YOUR TASK
Quote each record exactly, please, leaving none out.
^^^^^^^^^^^^^^^^
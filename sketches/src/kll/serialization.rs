// Licensed to the Apache Software Foundation (ASF) under one
// or more contributor license agreements.  See the NOTICE file
// distributed with this work for additional information
// regarding copyright ownership.  The ASF licenses this file
// to you under the Apache License, Version 2.0 (the
// "License"); you may not use this file except in compliance
// with the License.  You may obtain a copy of the License at
//
//   http://www.apache.org/licenses/LICENSE-2.0
//
// Unless required by applicable law or agreed to in writing,
// software distributed under the License is distributed on an
// "AS IS" BASIS, WITHOUT WARRANTIES OR CONDITIONS OF ANY
// KIND, either express or implied.  See the License for the
// specific language governing permissions and limitations
// under the License.

//! Binary layout of a serialized KLL sketch.
//!
//! ```text
//! byte 0      preamble ints (2 for empty or single item, 5 otherwise)
//! byte 1      serial version (1, or 2 for a single item)
//! byte 2      family id
//! byte 3      flags
//! bytes 4-5   k
//! byte 6      m
//! byte 7      unused
//! -- full sketches only --
//! bytes 8-15  n
//! bytes 16-17 min k
//! byte 18     number of levels
//! byte 19     unused
//! then one u32 offset per level, min item, max item
//! -- all non-empty sketches --
//! retained items, level 0 first
//! ```

pub const SERIAL_VERSION_1: u8 = 1;
pub const SERIAL_VERSION_2: u8 = 2;

pub const PREAMBLE_INTS_SHORT: u8 = 2;
pub const PREAMBLE_INTS_FULL: u8 = 5;

pub const FLAG_EMPTY: u8 = 1 << 0;
pub const FLAG_LEVEL_ZERO_SORTED: u8 = 1 << 1;
pub const FLAG_SINGLE_ITEM: u8 = 1 << 2;

pub const EMPTY_SIZE_BYTES: usize = 8;
pub const DATA_START_SINGLE_ITEM: usize = 8;
pub const DATA_START: usize = 20;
^^^^^^^^^^^^^^^^
RESULT OF THE EXERCISE
filename sketches/src/kll/serialization.rs
// Licensed to the Apache Software Foundation (ASF) under one
// or more contributor license agreements.  See the NOTICE file
// distributed with this work for additional information
// regarding copyright ownership.  The ASF licenses this file
// to you under the Apache License, Version 2.0 (the
// "License"); you may not use this file except in compliance
// with the License.  You may obtain a copy of the License at
//
//   http://www.apache.org/licenses/LICENSE-2.0
//
// Unless required by applicable law or agreed to in writing,
// software distributed under the License is distributed on an
// "AS IS" BASIS, WITHOUT WARRANTIES OR CONDITIONS OF ANY
// KIND, either express or implied.  See the License for the
// specific language governing permissions and limitations
// under the License.

//! Binary layout of a serialized KLL sketch.
//!
//! ```text
//! byte 0      preamble ints (2 for empty or single item, 5 otherwise)
//! byte 1      serial version (1, or 2 for a single item)
//! byte 2      family id
//! byte 3      flags
//! bytes 4-5   k
//! byte 6      m
//! byte 7      unused
//! -- full sketches only --
//! bytes 8-15  n
//! bytes 16-17 min k
//! byte 18     number of levels
//! byte 19     unused
//! then one u32 offset per level, min item, max item
//! -- all non-empty sketches --
//! retained items, level 0 first
//! ```

pub const SERIAL_VERSION_1: u8 = 1;
pub const SERIAL_VERSION_2: u8 = 2;

pub const PREAMBLE_INTS_SHORT: u8 = 2;
pub const PREAMBLE_INTS_FULL: u8 = 5;

pub const FLAG_EMPTY: u8 = 1 << 0;
pub const FLAG_LEVEL_ZERO_SORTED: u8 = 1 << 1;
pub const FLAG_SINGLE_ITEM: u8 = 1 << 2;

pub const EMPTY_SIZE_BYTES: usize = 8;
pub const DATA_START_SINGLE_ITEM: usize = 8;
pub const DATA_START: usize = 20;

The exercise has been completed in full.